Students demanding his ouster have difficulty making the essential distinction between a lawyer and his client.

· 10 min read
Harvard’s Flawed Response to Ronald Sullivan Joining Weinstein’s Defense Team
Photo by lev radin / Shutterstock.

The criticism of Harvard Law Professor Ronald Sullivan by some student activists for his decision to join the defense team of Harvey Weinstein, and the ongoing response of Harvard University to that criticism, raise important concerns about the ability of Harvard to maintain an intellectual environment of high integrity.

This still evolving story weaves together four themes that are hardly unique to Harvard: the #MeToo movement and how universities should respond to it; the conflict between that movement and some fundamental principles of American jurisprudence; the approach of universities to the education and emotional comfort of their students; and how university leaders should respond when threats are made to their core institutional values. The concatenation of these issues in the Sullivan affair threatens to create a toxic brew.

The story begins with Ronald S. Sullivan Jr., a man of remarkable accomplishment. He is a graduate of Harvard Law School (HLS) where he served as President of the Harvard Black Law Students Association. Following graduation, he directed the Public Defender Service of the District of Columbia, practiced white collar litigation in two major D.C. law firms, and was a member of the Yale Law Faculty. He then joined the HLS faculty, where he is now faculty director of the Harvard Criminal Justice Institute. His expertise covers criminal law and procedure, legal ethics and race theory, and his career combines teaching, some research and substantial legal practice. An advisor on legal policy to the presidential campaign of Barack Obama, Sullivan was described in a Huffington Post headline as “The Man Who Dealt the Biggest Blow to Mass Incarceration.” During his career, he has represented many vulnerable clients, including the family of Michael Brown whose death stimulated the Black Lives Matter Movement. He stands as an extraordinary role model for Harvard students, and in particular black students for whom the provision of inspiring faculty role models is an explicit University goal.
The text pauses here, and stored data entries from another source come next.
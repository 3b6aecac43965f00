mod runtime;
mod surfaces;

use std::fs::File;
use std::path::PathBuf;
use std::time::Duration;

use aster_core::bootstrap::{bootstrap, StartupError};
use aster_core::config::Config;
use aster_core::popup::SharedPopups;
use aster_core::style::SassCompiler;

use runtime::EventLoopRuntime;

const REQUEST_TIMEOUT: Duration = Duration::from_secs(5);

fn init_logging(verbose: bool) {
    use simplelog::*;

    let log_level = if verbose { LevelFilter::Debug } else { LevelFilter::Warn };

    let log_path = dirs::config_dir()
        .unwrap_or_else(|| PathBuf::from("."))
        .join("aster")
        .join("aster.log");

    if let Some(parent) = log_path.parent() {
        let _ = std::fs::create_dir_all(parent);
    }

    let log_file = match File::create(&log_path).or_else(|_| File::create("/tmp/aster.log")) {
        Ok(file) => file,
        Err(e) => {
            eprintln!("aster: cannot create log file: {}", e);
            return;
        }
    };

    if let Err(e) = WriteLogger::init(log_level, simplelog::Config::default(), log_file) {
        eprintln!("aster: failed to initialize logger: {}", e);
        return;
    }

    log::info!("aster starting (log level: {:?})", log_level);
}

/// Command-line options.
#[derive(Debug, Default, PartialEq, Eq)]
struct Args {
    verbose: bool,
    config_path: Option<PathBuf>,
    /// Words after `request`, if the first positional argument is `request`.
    request: Option<Vec<String>>,
}

fn parse_args(args: &[String]) -> Result<Args, String> {
    let mut parsed = Args::default();
    let mut positional = Vec::new();
    let mut iter = args.iter().skip(1);
    while let Some(arg) = iter.next() {
        match arg.as_str() {
            "-v" | "--verbose" => parsed.verbose = true,
            "--config" => match iter.next() {
                Some(path) => parsed.config_path = Some(PathBuf::from(path)),
                None => return Err("--config requires a path".to_string()),
            },
            other => positional.push(other.to_string()),
        }
    }
    if positional.first().map(String::as_str) == Some("request") {
        parsed.request = Some(positional.split_off(1));
    }
    Ok(parsed)
}

fn load_config(args: &Args) -> Config {
    match &args.config_path {
        Some(path) => Config::load_from(Some(path)),
        None => Config::load(),
    }
}

fn main() {
    let args: Vec<String> = std::env::args().collect();
    let args = match parse_args(&args) {
        Ok(args) => args,
        Err(e) => {
            eprintln!("aster: {}", e);
            std::process::exit(1);
        }
    };

    // `aster request <command> [args...]` talks to a running shell and must
    // not truncate its log.
    if let Some(words) = &args.request {
        let config = load_config(&args);
        std::process::exit(send(&config, &words.join(" ")));
    }

    init_logging(args.verbose);
    let config = load_config(&args);

    if let Err(e) = run(&config) {
        log::error!("startup failed: {}", e);
        eprintln!("aster: {}", e);
        std::process::exit(1);
    }
}

fn send(config: &Config, line: &str) -> i32 {
    let socket = config.socket_path();
    match aster_ipc::send_request(&socket, line, Some(REQUEST_TIMEOUT)) {
        Ok(response) => {
            if !response.is_empty() {
                println!("{}", response);
            }
            0
        }
        Err(e) => {
            eprintln!("aster: no shell answering on {}: {}", socket.display(), e);
            1
        }
    }
}

fn run(config: &Config) -> Result<(), StartupError> {
    let shell = config.shell_config();
    let compiler = SassCompiler::from_settings(&shell.compiler);
    let runtime = EventLoopRuntime::new(&shell.socket_path);
    let popups = SharedPopups::default();
    let surfaces = surfaces::all(&popups);

    let handle = bootstrap(&shell, &compiler, runtime, popups, surfaces)?;
    handle.run()
}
The first chapter in the current story relates to another outstanding black professor, Roland G. Fryer, Jr., a superstar Professor of Economics, a recipient of a MacArthur “genius grant” and one of the youngest ever tenured economics professor at Harvard. Fryer has been the subject of an investigation over the past year for possible Title IX violations, a case that has garnered broad media attention. (Two alternative views of this investigation can be read here and here.) The Harvard Crimson quoted Sullivan as criticizing the investigation, alleging that Harvard investigators acted without “a semblance of due process or presumption of innocence,” a point he was well qualified to make. He further stated: “It shows what the current [#MeToo] movement, some blood in the water, and good coaching [of witnesses] can produce.” Although unrelated, his statement calling into question Title IX procedures was soon followed by a media announcement that he had joined the defense team of Harvey Weinstein, who is due to stand trial for several sexual offenses. With these two events, Sullivan could now be portrayed as an enemy of the #MeToo movement, an accusation that has proven perilous for many individuals.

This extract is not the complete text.